Writer and Director: Kim Jin-won
Starring: Seo Ye-ji, Jin Seon-kyu, Kim Bo-ra, Ji Yoon-ho, Cha Yub, Tae-boo Nam, Kim Do-geon

“Why horror?”
“There was a horror film that saved my life.”

Imagine that you had the opportunity to create the most frightening film ever made. Would you want to live with the consequences? In Warning: Do Not Play (2019), Park Mi-jung, played by Seo Ye-ji (Remembering First Love, The Bros), is an aspiring horror film screenwriter struggling to find ideas for her next script. After hearing the urban legend of the most terrifying film ever made, Mi-jung devotes herself to searching for it in the hopes of finding inspiration.
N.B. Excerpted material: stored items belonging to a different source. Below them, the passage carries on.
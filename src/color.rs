use std::{error::Error, fmt, ops, str::FromStr};

use crate::square::Rank;

/// `White` or `Black`.
///
/// Used both for the owner of a piece (and the side to move) and for the
/// shade of a board square.
#[allow(missing_docs)]
#[derive(Copy, Clone, Eq, PartialEq, Ord, PartialOrd, Debug, Hash)]
pub enum Color {
    Black = 0,
    White = 1,
}

impl Color {
    pub const fn from_char(ch: char) -> Option<Color> {
        match ch {
            'w' => Some(Color::White),
            'b' => Some(Color::Black),
            _ => None,
        }
    }

    #[inline]
    pub const fn from_white(white: bool) -> Color {
        if white {
            Color::White
        } else {
            Color::Black
        }
    }

    #[inline]
    pub fn fold<T>(self, white: T, black: T) -> T {
        match self {
            Color::White => white,
            Color::Black => black,
        }
    }

    #[inline]
    pub const fn is_white(self) -> bool {
        matches!(self, Color::White)
    }

    #[inline]
    pub const fn is_black(self) -> bool {
        matches!(self, Color::Black)
    }

    /// The opponent.
    #[must_use]
    #[inline]
    pub const fn other(self) -> Color {
        match self {
            Color::White => Color::Black,
            Color::Black => Color::White,
        }
    }

    /// The rank the pieces of this color start on.
    #[inline]
    pub const fn backrank(self) -> Rank {
        match self {
            Color::White => Rank::First,
            Color::Black => Rank::Eighth,
        }
    }

    /// The rank the pawns of this color start on.
    #[inline]
    pub const fn pawn_rank(self) -> Rank {
        match self {
            Color::White => Rank::Second,
            Color::Black => Rank::Seventh,
        }
    }

    /// Rank delta of a single pawn push.
    #[inline]
    pub const fn pawn_direction(self) -> i32 {
        match self {
            Color::White => 1,
            Color::Black => -1,
        }
    }

    pub const fn char(self) -> char {
        match self {
            Color::White => 'w',
            Color::Black => 'b',
        }
    }

    /// `White` and `Black`, in this order.
    pub const ALL: [Color; 2] = [Color::White, Color::Black];
}

impl ops::Not for Color {
    type Output = Color;

    #[inline]
    fn not(self) -> Color {
        self.other()
    }
}

impl fmt::Display for Color {
    fn fmt(&self, f: &mut fmt::Formatter<'_>) -> fmt::Result {
        f.write_str(self.fold("white", "black"))
    }
}

/// Error when parsing an invalid color name.
#[derive(Clone, Debug)]
pub struct ParseColorError;

impl fmt::Display for ParseColorError {
    fn fmt(&self, f: &mut fmt::Formatter<'_>) -> fmt::Result {
        f.write_str("invalid color")
    }
}

impl Error for ParseColorError {}

impl FromStr for Color {
    type Err = ParseColorError;

    fn from_str(s: &str) -> Result<Color, ParseColorError> {
        Ok(match s {
            "black" => Color::Black,
            "white" => Color::White,
            _ => return Err(ParseColorError),
        })
    }
}

#[cfg(feature = "serde")]
impl serde::Serialize for Color {
    fn serialize<S>(&self, serializer: S) -> Result<S::Ok, S::Error>
    where
        S: serde::Serializer,
    {
        serializer.serialize_str(self.fold("white", "black"))
    }
}

#[cfg(feature = "serde")]
impl<'de> serde::Deserialize<'de> for Color {
    fn deserialize<D>(deserializer: D) -> Result<Color, D::Error>
    where
        D: serde::Deserializer<'de>,
    {
        struct ColorVisitor;

        impl serde::de::Visitor<'_> for ColorVisitor {
            type Value = Color;

            fn expecting(&self, formatter: &mut fmt::Formatter<'_>) -> fmt::Result {
                formatter.write_str("white or black")
            }

            fn visit_str<E>(self, value: &str) -> Result<Color, E>
            where
                E: serde::de::Error,
            {
                value.parse().map_err(serde::de::Error::custom)
            }
        }

        deserializer.deserialize_str(ColorVisitor)
    }
}

#[cfg(feature = "arbitrary")]
impl<'a> arbitrary::Arbitrary<'a> for Color {
    fn arbitrary(u: &mut arbitrary::Unstructured<'a>) -> arbitrary::Result<Color> {
        Ok(Color::from_white(u.arbitrary()?))
    }

    fn size_hint(depth: usize) -> (usize, Option<usize>) {
        <bool as arbitrary::Arbitrary>::size_hint(depth)
    }
}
According to the legend, the film was directed by a film student as a final project. Upon the film’s debut, the audience fled the theater screaming, and one person died of a heart attack. After a series of bizarre mishaps that end with Mi-Jung stealing the forbidden film from its unhinged human director, Mi-jung comes face to face with the ghost responsible for the film’s creation.

Mi-jung learns that the ghost at the center of the film is responsible for the murder of the film’s entire crew. However, this grisly revelation does not stop Mi-Jung from using the footage of her own interactions with the ghost to create her film. The final scene ends with the suggestion that this ghost will haunt Mi-jung as the price of her success as a horror filmmaker.

Despite being a movie about the scariest film in the world, Warning: Do Not Play is not frightening. If not for the jump scares and gory scenes sprinkled throughout the film, the plot might easily have been more of a horror-comedy than the more serious plot that is intended. The movie could have been improved by not showing viewers the footage from “the scariest film ever made.” Leaving the audience to fill in the details of the film with their own imaginations would create greater fear and suspense than building up expectations only to reveal footage that is not all that scary.

Another opportunity ignored by the film is certain briefly mentioned details that could have made the movie more interesting if explored in greater depth. For instance, there is a scene in which Mi-jung watches a clip in which the director, Kim Jae-hyun, played by Jin Seon-kyu (The Outlaws, Extreme Job), explains why he went into making horror movies. Jae-hyun describes how he was bullied at a young age and had to go to the hospital to recover from the abuse. While in the hospital, he watches The Exorcist (1973) and found the experience to be so life-changing that he decided to devote the rest of his life to making horror films. That random bit of biography from a minor character was more interesting than what was supposed to be the central plot. But alas, the story quickly moved past Jae-hyun onto a drawn-out and uninteresting series of tropes.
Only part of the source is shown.